6)Çıkan seslere bir gece olsun tahammül edecek iyi komşular.
7)Eğlenceli bir arkadaş grubu, hatta mümkünse kutlama yapmaya değer güzel bi sebep😍
8)İş gücünü kullanırken asla burun kıvırmayacak, itiraz etmeyecek ve yapılanları beğenip hep gülümseyecek bir adet en yakın arkadaş sevdiceği. En iyi sevgili arkadaş sevgilisi valla, dert yok tasa yok😅
9)Gelelim yemek listesine... İşte burda Pinterest gerçekten çok yardımcı oluyor.
Mini hamburgerler; bunlar için özellikle fırınlarda satılan içi peynirli maydonozlu kanepe poğaçalarından (sakallı) aradım ama sipariş üzerine çıkarıyorlarmış İzmir’de, biz de baget ekmekle yaptık mecburen.Ama o da hiç fena olmadı.
Kanepe; ton balıklı kanepe baya beğenildi bence. Ben de arkadaşım Hakan’dan  öğrenmiş hatta 'Mutfakta Bir Adam Var'.postunda da anlatmıştım. Altında labne peynirle hem tost ekmeğine çok güzel tutunuyor hem de tadı tamamlanıyor.
Tek atımlık sosis, milföy hamuruna sardığımız sosisleri yarım parmak kalınlığında kesip kürdanlayıp fırınladık. Hem soğuyunca tadından kaybetmiyor hem de görüntüsü gayet sevimli oluyor.
Çubuk kraker; bardakta dikine servisini yaptığımız çubuklar milföy hamurundan. Kekik ve kırmızı biberle baharatlayınca soğusa da tadı güzel kalıyor. Eğer sıcak yenme ihtimali varsa parmesanlısı da denemeye değer. (Parmesan yerine tadının bence çok benzediği Sütaş’ın koyun sütünden eski kaşar da kullanılabilir. Ben şu sıra kremalı makarnaların üzerine fena sardım😊)


Limonlu havuç ve salatalık dilimleri (yine bardakta dikine servis)
Tabi ki en önemlisi Sangria!!! İnternette her ne kadar ölçüleri olsa da ben biraz Nihan’ dan öyle gördüğüm için herhalde göz kararı kafasındayım.

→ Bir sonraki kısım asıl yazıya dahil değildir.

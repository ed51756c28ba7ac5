/// The catalogue of named staff queries.
///
/// Each query is a [`Snapshot`] method composed from the selection,
/// reduction, grouping and transform functions. [`QueryName`] lists them
/// all so callers (the `kstaff` binary, for one) can run a query by name and
/// get its result as JSON through [`Snapshot::run`].
///
/// # Example
///
/// ```
/// use koru_staff::{QueryClock, QueryName, Snapshot};
///
/// let snapshot = Snapshot::sample(QueryClock::now()).unwrap();
/// let top = snapshot.highest_paid().unwrap();
/// assert_eq!(top.full_name(), "Dmitri Ivanov");
///
/// let output = snapshot.run(QueryName::HeadcountByDepartment).unwrap();
/// assert_eq!(output.value["IT"], 3);
/// ```
use crate::error::{StaffError, StaffResult};
use crate::group::{self, AverageOf, Count, Partition, SumOf, keep_first, keep_last};
use crate::reduce::{self, Extreme};
use crate::select::{self, Comparator, SortOrder};
use crate::snapshot::Snapshot;
use crate::transform;
use crate::types::{Department, Employee, Position};
use serde::Serialize;
use serde_json::{Value as JsonValue, json};
use std::collections::BTreeMap;
use std::fmt;
use std::str::FromStr;
use tracing::debug;

impl Snapshot {
    /// Employees older than the configured minimum age.
    pub fn older_than_min_age(&self) -> Vec<&Employee> {
        let min_age = self.config().min_age;
        select::filter(self.employees(), |e| e.age() > min_age)
    }

    /// Every employee's first name, duplicates included.
    pub fn names(&self) -> Vec<&str> {
        select::project(self.employees(), Employee::name)
    }

    /// The best-paid employee; the earliest one if several share the top salary.
    pub fn highest_paid(&self) -> StaffResult<&Employee> {
        reduce::extreme_by(
            self.employees(),
            &Comparator::comparing(Employee::salary),
            Extreme::Max,
        )
        .ok_or_else(|| StaffError::empty("highest_paid"))
    }

    /// Mean salary, `None` for an empty snapshot.
    pub fn average_salary(&self) -> Option<f64> {
        reduce::average(self.employees(), Employee::salary)
    }

    /// Employees ordered by surname. Equal surnames keep roster order.
    pub fn by_surname(&self, order: SortOrder) -> Vec<&Employee> {
        let cmp = Comparator::from_fn(move |a: &Employee, b: &Employee| {
            order.apply(a.surname().cmp(b.surname()))
        });
        select::sort_by(self.employees(), &cmp)
    }

    /// Whether every employee is older than `all_older_than`.
    pub fn all_older_than(&self) -> bool {
        let age = self.config().all_older_than;
        select::all_match(self.employees(), |e| e.age() > age)
    }

    /// Whether anyone is older than `all_older_than`.
    pub fn any_older_than(&self) -> bool {
        let age = self.config().all_older_than;
        select::any_match(self.employees(), |e| e.age() > age)
    }

    /// First names of the employees in the focus department.
    pub fn focus_department_names(&self) -> Vec<&str> {
        let department = self.config().focus_department;
        let members = select::filter(self.employees(), |e| e.department() == department);
        select::project(members, Employee::name)
    }

    pub fn by_department(&self) -> BTreeMap<Department, Vec<&Employee>> {
        group::group_by(self.employees(), Employee::department)
    }

    pub fn headcount_by_department(&self) -> BTreeMap<Department, usize> {
        group::group_by_with(self.employees(), Employee::department, &Count)
    }

    /// Mean age per department.
    pub fn average_age_by_department(&self) -> BTreeMap<Department, f64> {
        group::group_by_with(
            self.employees(),
            Employee::department,
            &AverageOf(|e: &Employee| f64::from(e.age())),
        )
        .into_iter()
        .filter_map(|(department, avg)| avg.map(|avg| (department, avg)))
        .collect()
    }

    /// Employers in `matched`, everyone else in `unmatched`.
    pub fn employer_partition(&self) -> Partition<'_, Employee> {
        group::partition_by(self.employees(), Employee::is_employer)
    }

    /// Sum of all salaries.
    pub fn total_salary(&self) -> f64 {
        reduce::summarize(self.employees(), Employee::salary).sum
    }

    /// The lowest-paid employee; the earliest one if several share the lowest salary.
    pub fn lowest_paid(&self) -> StaffResult<&Employee> {
        reduce::extreme_by(
            self.employees(),
            &Comparator::comparing(Employee::salary),
            Extreme::Min,
        )
        .ok_or_else(|| StaffError::empty("lowest_paid"))
    }

    /// Distinct first names, in first-seen order.
    pub fn unique_names(&self) -> Vec<&str> {
        select::distinct_by(self.employees(), Employee::name)
    }

    /// First name to salary. Names are not unique; the later record wins.
    pub fn salary_by_name(&self) -> BTreeMap<&str, f64> {
        group::to_map_by(self.employees(), Employee::name, Employee::salary, keep_last)
    }

    pub fn non_employer_names(&self) -> Vec<&str> {
        let staff = select::filter(self.employees(), |e| !e.is_employer());
        select::project(staff, Employee::name)
    }

    pub fn full_names(&self) -> Vec<String> {
        select::project(self.employees(), Employee::full_name)
    }

    /// New records with every salary multiplied by the configured factor.
    pub fn raised_salaries(&self) -> Vec<Employee> {
        transform::raise_all(self.employees(), self.config().raise_factor)
    }

    /// Salary total of the focus department.
    pub fn focus_department_salary(&self) -> f64 {
        let department = self.config().focus_department;
        let members = select::filter(self.employees(), |e| e.department() == department);
        reduce::sum(members, Employee::salary)
    }

    pub fn salary_by_department(&self) -> BTreeMap<Department, f64> {
        group::group_by_with(
            self.employees(),
            Employee::department,
            &SumOf(Employee::salary),
        )
    }

    /// Employees paid strictly more than the mean salary.
    pub fn paid_above_average(&self) -> Vec<&Employee> {
        match self.average_salary() {
            Some(avg) => select::filter(self.employees(), |e| e.salary() > avg),
            None => Vec::new(),
        }
    }

    /// Records keyed by id.
    pub fn index_by_id(&self) -> BTreeMap<u32, &Employee> {
        // Ids are unique within a snapshot, so the merge never runs.
        group::to_map_by(self.employees(), Employee::id, |e| e, keep_first)
    }

    /// First names from the best paid down; equal salaries keep roster order.
    pub fn names_by_salary_desc(&self) -> Vec<&str> {
        let sorted = select::sort_by(
            self.employees(),
            &Comparator::by(Employee::salary, SortOrder::Desc),
        );
        select::project(sorted, Employee::name)
    }

    /// The oldest employee of each department, earliest on ties.
    pub fn oldest_by_department(&self) -> BTreeMap<Department, &Employee> {
        group::group_extreme_by(
            self.employees(),
            Employee::department,
            &Comparator::comparing(Employee::age),
            Extreme::Max,
        )
    }

    pub fn comma_names(&self) -> Vec<String> {
        select::project(self.employees(), Employee::comma_name)
    }

    /// One line of text per record.
    pub fn descriptions(&self) -> Vec<String> {
        select::project(self.employees(), |e| e.to_string())
    }

    /// Whole years of service summed over everyone.
    pub fn total_tenure_years(&self) -> u64 {
        let clock = self.clock();
        reduce::fold(self.employees(), 0_u64, |acc, e| {
            acc + u64::from(e.tenure_years(clock))
        })
    }

    /// The employee with the most whole years of service.
    pub fn longest_serving(&self) -> StaffResult<&Employee> {
        let clock = self.clock();
        reduce::extreme_by(
            self.employees(),
            &Comparator::comparing(|e: &Employee| e.tenure_years(clock)),
            Extreme::Max,
        )
        .ok_or_else(|| StaffError::empty("longest_serving"))
    }

    /// Salary total computed with an explicit fold.
    ///
    /// Unlike [`Snapshot::total_salary`], an empty snapshot has no combined
    /// total and is reported as [`StaffError::EmptyInput`].
    pub fn combined_salary(&self) -> StaffResult<f64> {
        if self.is_empty() {
            return Err(StaffError::empty("combined_salary"));
        }
        Ok(reduce::fold(self.employees(), 0.0, |acc, e| acc + e.salary()))
    }

    pub fn headcount_by_position(&self) -> BTreeMap<Position, usize> {
        group::group_by_with(self.employees(), Employee::position, &Count)
    }

    /// Run a catalogue query by name and render its result as JSON.
    pub fn run(&self, query: QueryName) -> StaffResult<QueryOutput> {
        debug!("Running query '{}' over {} employees", query, self.len());

        let value = match query {
            QueryName::OlderThan => to_json(self.older_than_min_age())?,
            QueryName::Names => to_json(self.names())?,
            QueryName::HighestPaid => to_json(self.highest_paid()?)?,
            QueryName::AverageSalary => to_json(self.average_salary())?,
            QueryName::BySurname => json!({
                "asc": to_json(self.by_surname(SortOrder::Asc))?,
                "desc": to_json(self.by_surname(SortOrder::Desc))?,
            }),
            QueryName::AllOlderThan => to_json(self.all_older_than())?,
            QueryName::FocusDepartmentNames => to_json(self.focus_department_names())?,
            QueryName::ByDepartment => to_json(self.by_department())?,
            QueryName::HeadcountByDepartment => to_json(self.headcount_by_department())?,
            QueryName::AverageAgeByDepartment => to_json(self.average_age_by_department())?,
            QueryName::EmployerPartition => {
                let split = self.employer_partition();
                json!({
                    "true": to_json(&split.matched)?,
                    "false": to_json(&split.unmatched)?,
                })
            }
            QueryName::TotalSalary => to_json(self.total_salary())?,
            QueryName::LowestPaid => to_json(self.lowest_paid()?)?,
            QueryName::UniqueNames => to_json(self.unique_names())?,
            QueryName::SalaryByName => to_json(self.salary_by_name())?,
            QueryName::NonEmployerNames => to_json(self.non_employer_names())?,
            QueryName::FullNames => to_json(self.full_names())?,
            QueryName::RaisedSalaries => to_json(self.raised_salaries())?,
            QueryName::FocusDepartmentSalary => to_json(self.focus_department_salary())?,
            QueryName::SalaryByDepartment => to_json(self.salary_by_department())?,
            QueryName::PaidAboveAverage => to_json(self.paid_above_average())?,
            QueryName::IndexById => to_json(self.index_by_id())?,
            QueryName::NamesBySalaryDesc => to_json(self.names_by_salary_desc())?,
            QueryName::OldestByDepartment => to_json(self.oldest_by_department())?,
            QueryName::CommaNames => to_json(self.comma_names())?,
            QueryName::Descriptions => to_json(self.descriptions())?,
            QueryName::TotalTenure => to_json(self.total_tenure_years())?,
            QueryName::LongestServing => to_json(self.longest_serving()?)?,
            QueryName::CombinedSalary => to_json(self.combined_salary()?)?,
            QueryName::HeadcountByPosition => to_json(self.headcount_by_position())?,
        };

        Ok(QueryOutput { query, value })
    }
}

Alkol, meyve ve şeker oranını ayarlamak size kalmış olmalı.Biz votka, Şirince şarapları, şeftali, elma,portakal, karışık meyve suları, fanta, fruko ve biraz da şeker kullandık. Evde hala koca bir şişe İspanya’ dan taşıdığım orjinal Sangria dursa da ben bunu daha çok sevdim.